Union européenne : dernière ligne droite avant les élections

Alors que la crise du Covid puis l’invasion de l’Ukraine ont fortement bouleversé son agenda, la Commission européenne va essayer de pousser les feux ces prochains mois pour que "ses" principaux textes puissent être adoptés avant les élections européennes de juin prochain. L’année s’annonce d’autant plus difficile que le ciel économique européen s’assombrit (inflation, dette, menace de récession…) et que les divisions entre les États membres n’ont peut-être jamais été aussi grandes, y compris – et singulièrement – au sein du duo franco-allemand.

Alors que l’échéance électorale approche à grands pas – les élections des parlementaires européens auront lieu du 6 au 9 juin 2024 –, la Commission européenne met les bouchées doubles pour que "ses" textes – notamment ceux du pacte vert – soient définitivement adoptés.

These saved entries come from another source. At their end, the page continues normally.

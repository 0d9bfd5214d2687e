//! Chromium-backed implementation of the browser seams over `chromiumoxide`.

use std::time::Duration;

use async_trait::async_trait;
use chromiumoxide::browser::{Browser as CdpBrowser, BrowserConfig};
use chromiumoxide::cdp::browser_protocol::emulation::SetDeviceMetricsOverrideParams;
use chromiumoxide::cdp::browser_protocol::network::{
    Headers, SetExtraHttpHeadersParams, SetUserAgentOverrideParams,
};
use chromiumoxide::cdp::browser_protocol::page::{
    AddScriptToEvaluateOnNewDocumentParams, EventLifecycleEvent, NavigateParams,
    SetLifecycleEventsEnabledParams,
};
use chromiumoxide::error::CdpError;
use chromiumoxide::Page;
use futures::StreamExt;
use tokio::task::JoinHandle;

use crate::browser::{
    Browser, BrowserError, BrowserLauncher, Fingerprint, LaunchOptions, NavigateOptions, Session,
    WaitUntil,
};

#[derive(Debug, Clone, Copy, Default)]
pub struct ChromiumLauncher;

#[async_trait]
impl BrowserLauncher for ChromiumLauncher {
    async fn launch(&self, options: &LaunchOptions) -> Result<Box<dyn Browser>, BrowserError> {
        let (width, height) = options.window;
        let mut builder = BrowserConfig::builder()
            .window_size(width, height)
            .arg("--no-sandbox")
            .arg("--disable-setuid-sandbox")
            .arg("--disable-dev-shm-usage")
            .arg("--disable-blink-features=AutomationControlled");
        if !options.headless {
            builder = builder.with_head();
        }
        if let Some(path) = &options.executable {
            builder = builder.chrome_executable(path);
        }
        let config = builder.build().map_err(BrowserError::Launch)?;

        let (browser, mut handler) = CdpBrowser::launch(config)
            .await
            .map_err(|e| BrowserError::Launch(e.to_string()))?;

        let handler_task = tokio::spawn(async move {
            while let Some(event) = handler.next().await {
                if let Err(e) = event {
                    tracing::debug!(error = %e, "browser handler event error");
                }
            }
        });

        tracing::info!(headless = options.headless, "browser launched");
        Ok(Box::new(ChromiumBrowser {
            browser,
            handler_task,
        }))
    }
}

struct ChromiumBrowser {
    browser: CdpBrowser,
    handler_task: JoinHandle<()>,
}

#[async_trait]
impl Browser for ChromiumBrowser {
    async fn open_session(&self) -> Result<Box<dyn Session>, BrowserError> {
        let page = self
            .browser
            .new_page("about:blank")
            .await
            .map_err(map_cdp_error)?;
        Ok(Box::new(ChromiumSession { page }))
    }

    async fn close(self: Box<Self>) -> Result<(), BrowserError> {
        let ChromiumBrowser {
            mut browser,
            handler_task,
        } = *self;
        let closed = browser.close().await.map(|_| ()).map_err(map_cdp_error);
        if closed.is_ok() {
            if let Err(e) = browser.wait().await {
                tracing::debug!(error = %e, "browser process did not exit cleanly");
            }
        }
        handler_task.abort();
        closed
    }
}

struct ChromiumSession {
    page: Page,
}

#[async_trait]
impl Session for ChromiumSession {
    async fn set_fingerprint(&self, fingerprint: &Fingerprint) -> Result<(), BrowserError> {
        let (width, height) = fingerprint.viewport;
        self.page
            .execute(SetDeviceMetricsOverrideParams::new(
                i64::from(width),
                i64::from(height),
                1.0,
                false,
            ))
            .await
            .map_err(map_cdp_error)?;

        self.page
            .set_user_agent(SetUserAgentOverrideParams::new(
                fingerprint.user_agent.clone(),
            ))
            .await
            .map_err(map_cdp_error)?;

        let headers: serde_json::Map<String, serde_json::Value> = fingerprint
            .extra_headers
            .iter()
            .map(|(k, v)| (k.clone(), serde_json::Value::String(v.clone())))
            .collect();
        self.page
            .execute(SetExtraHttpHeadersParams::new(Headers::new(
                serde_json::Value::Object(headers),
            )))
            .await
            .map_err(map_cdp_error)?;

        self.page
            .evaluate_on_new_document(AddScriptToEvaluateOnNewDocumentParams::new(
                fingerprint.init_script.clone(),
            ))
            .await
            .map_err(map_cdp_error)?;
        Ok(())
    }

    async fn navigate(&self, url: &str, options: NavigateOptions) -> Result<(), BrowserError> {
        let expected = lifecycle_event(options.wait_until);
        match tokio::time::timeout(options.timeout, navigate_until(&self.page, url, expected)).await
        {
            Ok(outcome) => outcome,
            Err(_) => Err(BrowserError::Timeout(options.timeout)),
        }
    }

    async fn title(&self) -> Result<String, BrowserError> {
        let title = self.page.get_title().await.map_err(map_cdp_error)?;
        Ok(title.unwrap_or_default())
    }

    async fn content(&self) -> Result<String, BrowserError> {
        self.page.content().await.map_err(map_cdp_error)
    }

    async fn close(self: Box<Self>) -> Result<(), BrowserError> {
        self.page.close().await.map_err(map_cdp_error)
    }
}

/// Navigates and waits for the `expected` lifecycle event of the new document.
async fn navigate_until(page: &Page, url: &str, expected: &str) -> Result<(), BrowserError> {
    page.execute(SetLifecycleEventsEnabledParams::new(true))
        .await
        .map_err(map_cdp_error)?;
    // Subscribe before navigating so early lifecycle events are not lost.
    let mut events = page
        .event_listener::<EventLifecycleEvent>()
        .await
        .map_err(map_cdp_error)?;
    let response = page
        .execute(NavigateParams::new(url))
        .await
        .map_err(map_cdp_error)?;
    if let Some(error_text) = &response.result.error_text {
        return Err(BrowserError::Network(error_text.clone()));
    }
    let frame = response.result.frame_id.inner();
    let loader = response.result.loader_id.as_ref().map(|id| id.inner().as_str());

    while let Some(event) = events.next().await {
        if completes_navigation(
            &event.name,
            event.frame_id.inner(),
            event.loader_id.inner(),
            expected,
            frame,
            loader,
        ) {
            return Ok(());
        }
    }
    Err(BrowserError::Protocol(
        "lifecycle event stream closed before navigation finished".to_string(),
    ))
}

/// Name of the page lifecycle event that marks `wait_until` as reached.
fn lifecycle_event(wait_until: WaitUntil) -> &'static str {
    match wait_until {
        WaitUntil::DomContentLoaded => "DOMContentLoaded",
        WaitUntil::NetworkIdle => "networkIdle",
    }
}

/// Whether a lifecycle event finishes the navigation started on `frame`.
/// Same-document navigations report no loader, so the frame decides.
fn completes_navigation(
    name: &str,
    event_frame: &str,
    event_loader: &str,
    expected: &str,
    frame: &str,
    loader: Option<&str>,
) -> bool {
    if name != expected {
        return false;
    }
    match loader {
        Some(loader) => event_loader == loader,
        None => event_frame == frame,
    }
}

fn map_cdp_error(err: CdpError) -> BrowserError {
    match err {
        CdpError::Timeout => BrowserError::Timeout(Duration::ZERO),
        other => {
            let message = other.to_string();
            if message.contains("net::ERR_") {
                BrowserError::Network(message)
            } else {
                BrowserError::Protocol(message)
            }
        }
    }
}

Un empressement d’autant plus grand que l’actuelle Commission redoute que les électeurs ne portent à Strasbourg des élus bien moins favorables à la ligne conduite jusqu’ici. "Les équilibres politiques traditionnels ont de bonnes chances d’être bouleversés", prédit ainsi Pascale Joannin, directrice de la fondation Robert-Schuman, dans une note du 12 juin dernier. Morceau de choix, l’adoption définitive du paquet climat "Fit for 55" est toutefois plus qu’en bonne voie (voir notre article du 27 juillet), depuis que l’accord provisoire sur la directive sur les énergies renouvelables (dite RED III) trouvé en mars (voir notre article du 31 mars) a finalement été officialisé le 16 juin dernier par le Coreper, après avoir été un temps bloqué par la France. La route reste en revanche encore longue pour certains textes emblématiques, mais loin de faire l’unanimité, à l’image du règlement sur la restauration de la nature, qui a failli être retiré de l’agenda par la présidence suédoise et qui n’a été voté que d’un cheveu par le Parlement, dans une version fortement édulcorée (voir notre article du 12 juillet).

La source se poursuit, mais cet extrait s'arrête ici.